Despite the terrible experience I did like my doctor. I liked my nurses in the hospital. The clean up crew there was also nice to chit chat with while they cleaned the room. There was good in every bad.

Before I knew it I had my 3 month bone marrow biopsy. It had come back negative. I was elated. My doctor on the other hand was smart enough and had the sense to ask for a spinal tap given my history of CNS relapses. I did my lumbar puncture and it was positive. I had relapsed again. The doctor told me there was nothing much they could do for me so they were sending me back to CHOC because pediatrics had better protocols in dealing with CNS relapses. This news was devastating. Could you imagine what it feels like to have to call your mom and dad and tell them you relapsed AGAIN? To hear and watch their hearts break all over again. To feel raw disappointment in yourself for doing this, for failing, again, even though logically you know it's not your fault.
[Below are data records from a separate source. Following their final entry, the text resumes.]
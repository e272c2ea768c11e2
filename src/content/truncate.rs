//! 列表页文章摘要：在保持 HTML 可渲染的前提下按可见文本长度截断。
//!
//! 流程：取 body 内容 → 计算纯文本 → 在句子/单词边界选定截断点 →
//! 把纯文本偏移映射回 HTML 偏移 → 切片并附加省略号。
//! 长度均以字符（`char`）计，切片总是落在 UTF-8 边界上。
//! 任何畸形输入都只会退化为近似结果，不会报错。

use serde::Serialize;

use super::html::{Token, extract_body, first_decoded, strip_tags, tokenize};

/// 列表页默认摘要长度
pub const DEFAULT_MAX_LENGTH: usize = 300;

pub const ELLIPSIS: &str = "...";

/// 边界距离截断点不能早于该比例，否则宁可在单词中间截断
const BOUNDARY_RATIO: f64 = 0.7;
/// 扫描未数够目标时，低于该偏移（字符）的结果视为不可信
const MIN_HTML_OFFSET: usize = 50;
/// 截断结果至少要保留的可见字符数
const MIN_VISIBLE_TEXT: usize = 10;
/// 估算：标记大约让字符数翻倍
const MARKUP_ESTIMATE_FACTOR: usize = 2;
/// 映射失败时按可见长度的固定倍数切片
const RAW_SLICE_FACTOR: usize = 3;

#[derive(Debug, Clone, PartialEq, Eq, Serialize)]
#[serde(rename_all = "camelCase")]
pub struct TruncationResult {
    pub content: String,
    pub is_truncated: bool,
}

impl TruncationResult {
    fn unchanged(content: &str) -> Self {
        Self {
            content: content.to_string(),
            is_truncated: false,
        }
    }
}

/// 将 HTML 截断到约 `max_length` 个可见字符
///
/// `max_length` 为 0 时结果只剩省略号，调用方应传入正数。
pub fn truncate_html(html: &str, max_length: usize) -> TruncationResult {
    if html.trim().is_empty() {
        return TruncationResult::unchanged(html);
    }

    let body = extract_body(html);
    let plain = strip_tags(body);
    if plain.chars().count() <= max_length {
        return TruncationResult::unchanged(body);
    }

    let truncate_at = find_break(&plain, max_length);
    let (offset, counted) = map_text_offset(body, truncate_at);
    let mut end = drop_split_tag(body, offset_floor(body, offset, counted, truncate_at));

    let visible = visible_chars(&body[..end]);
    if visible < MIN_VISIBLE_TEXT {
        let fallback = char_prefix(body, max_length * RAW_SLICE_FACTOR).len();
        let fallback = drop_split_tag(body, fallback);
        let fallback_visible = visible_chars(&body[..fallback]);
        tracing::debug!(visible, fallback_visible, "截断结果几乎没有可见文本，改用固定比例切片");
        if fallback_visible > visible {
            end = fallback;
        }
    }

    let truncated = body[..end].trim();
    let mut content = String::with_capacity(truncated.len() + ELLIPSIS.len());
    content.push_str(truncated);
    if truncated.len() < body.len() {
        content.push_str(ELLIPSIS);
    }

    TruncationResult {
        content,
        is_truncated: true,
    }
}

/// 在 `[0, max_length]` 内选择截断点：优先句末标点，其次空格，都太靠前则硬截断
///
/// 调用方保证 `plain` 的字符数大于 `max_length`。
fn find_break(plain: &str, max_length: usize) -> usize {
    let window: Vec<char> = plain.chars().take(max_length + 1).collect();
    let last = |target: char| window.iter().rposition(|&c| c == target);
    let threshold = max_length as f64 * BOUNDARY_RATIO;

    let last_punct = ['.', '!', '?'].into_iter().filter_map(last).max();
    if let Some(pos) = last_punct
        && pos as f64 > threshold
    {
        return pos + 1;
    }

    if let Some(pos) = last(' ')
        && pos as f64 > threshold
    {
        return pos;
    }

    max_length
}

/// 把纯文本偏移映射为 `body` 的字节偏移，返回（字节偏移，实际数到的字符数）
///
/// 计数方式与 [`strip_tags`] 一致：标签不计，实体算一个字符，
/// 首个可见字符之前的空白不计。因此 `body[..offset]` 去标签后
/// 恰好是纯文本的前 `truncate_at` 个字符。
fn map_text_offset(body: &str, truncate_at: usize) -> (usize, usize) {
    let mut offset = 0;
    let mut counted = 0;
    let mut leading = true;

    for token in tokenize(body) {
        if counted >= truncate_at {
            break;
        }
        match token {
            Token::Tag(tag) => offset += tag.len(),
            Token::Text(run) => {
                let mut rest = run;
                while counted < truncate_at
                    && let Some((ch, used)) = first_decoded(rest)
                {
                    rest = &rest[used..];
                    offset += used;
                    if leading && ch.is_whitespace() {
                        continue;
                    }
                    leading = false;
                    counted += 1;
                }
            }
        }
    }

    (offset, counted)
}

/// 扫描在数够 `truncate_at` 之前就到了 body 末尾，且偏移小于下限时，
/// 改按“标记约占一倍”估算偏移
///
/// `truncate_html` 传入的目标总小于纯文本长度，这里只兜住目标越界的情况。
fn offset_floor(body: &str, offset: usize, counted: usize, truncate_at: usize) -> usize {
    if counted >= truncate_at || char_len(&body[..offset]) >= MIN_HTML_OFFSET {
        return offset;
    }
    let estimate = char_prefix(body, truncate_at * MARKUP_ESTIMATE_FACTOR).len();
    tracing::debug!(offset, estimate, "文本偏移映射未到达目标，改用长度估算");
    estimate
}

/// `body[..end]` 若把一个标签切成两半，回退到该标签的 `<` 之前
///
/// 与分词器一致：只有 `body` 在其后还有 `>` 时，结尾的 `<` 才是标签开头，
/// 否则它本来就是正文里的字符，原样保留。
fn drop_split_tag(body: &str, end: usize) -> usize {
    match tokenize(&body[..end]).last() {
        Some(Token::Text(tail)) if tail.starts_with('<') => {
            let start = end - tail.len();
            if body[start..].contains('>') { start } else { end }
        }
        _ => end,
    }
}

fn visible_chars(html: &str) -> usize {
    strip_tags(html).chars().count()
}

fn char_len(s: &str) -> usize {
    s.chars().count()
}

fn char_prefix(s: &str, chars: usize) -> &str {
    match s.char_indices().nth(chars) {
        Some((byte, _)) => &s[..byte],
        None => s,
    }
}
My sister took it rough as well. I know that she knows it's not her fault, but she can't help, but emotionally feel that way. Susana, if you ever read this know that no it was not your fault and you know it. Know that I love you and thank you for giving me an opportunity to live because you donated your bone marrow. You did save my life. Like I always tell you, you have a heart of gold. I'm so happy and proud of you and being your older sister is one of life's and God's greatest blessings. Never forget that you are kind, funny, beautiful, smart and super important.

I want to thank Margarita who was my case manager at Cedar-Sinai. She was wonderful and helped things run smoothly. Also I wanna thank Dr. Yuliya Linhares. She was a great doctor. Also Sara Cooper my nurse practitioner at Cedar-Sinai. Shout out to the resident who let me borrow his video games to pass the time.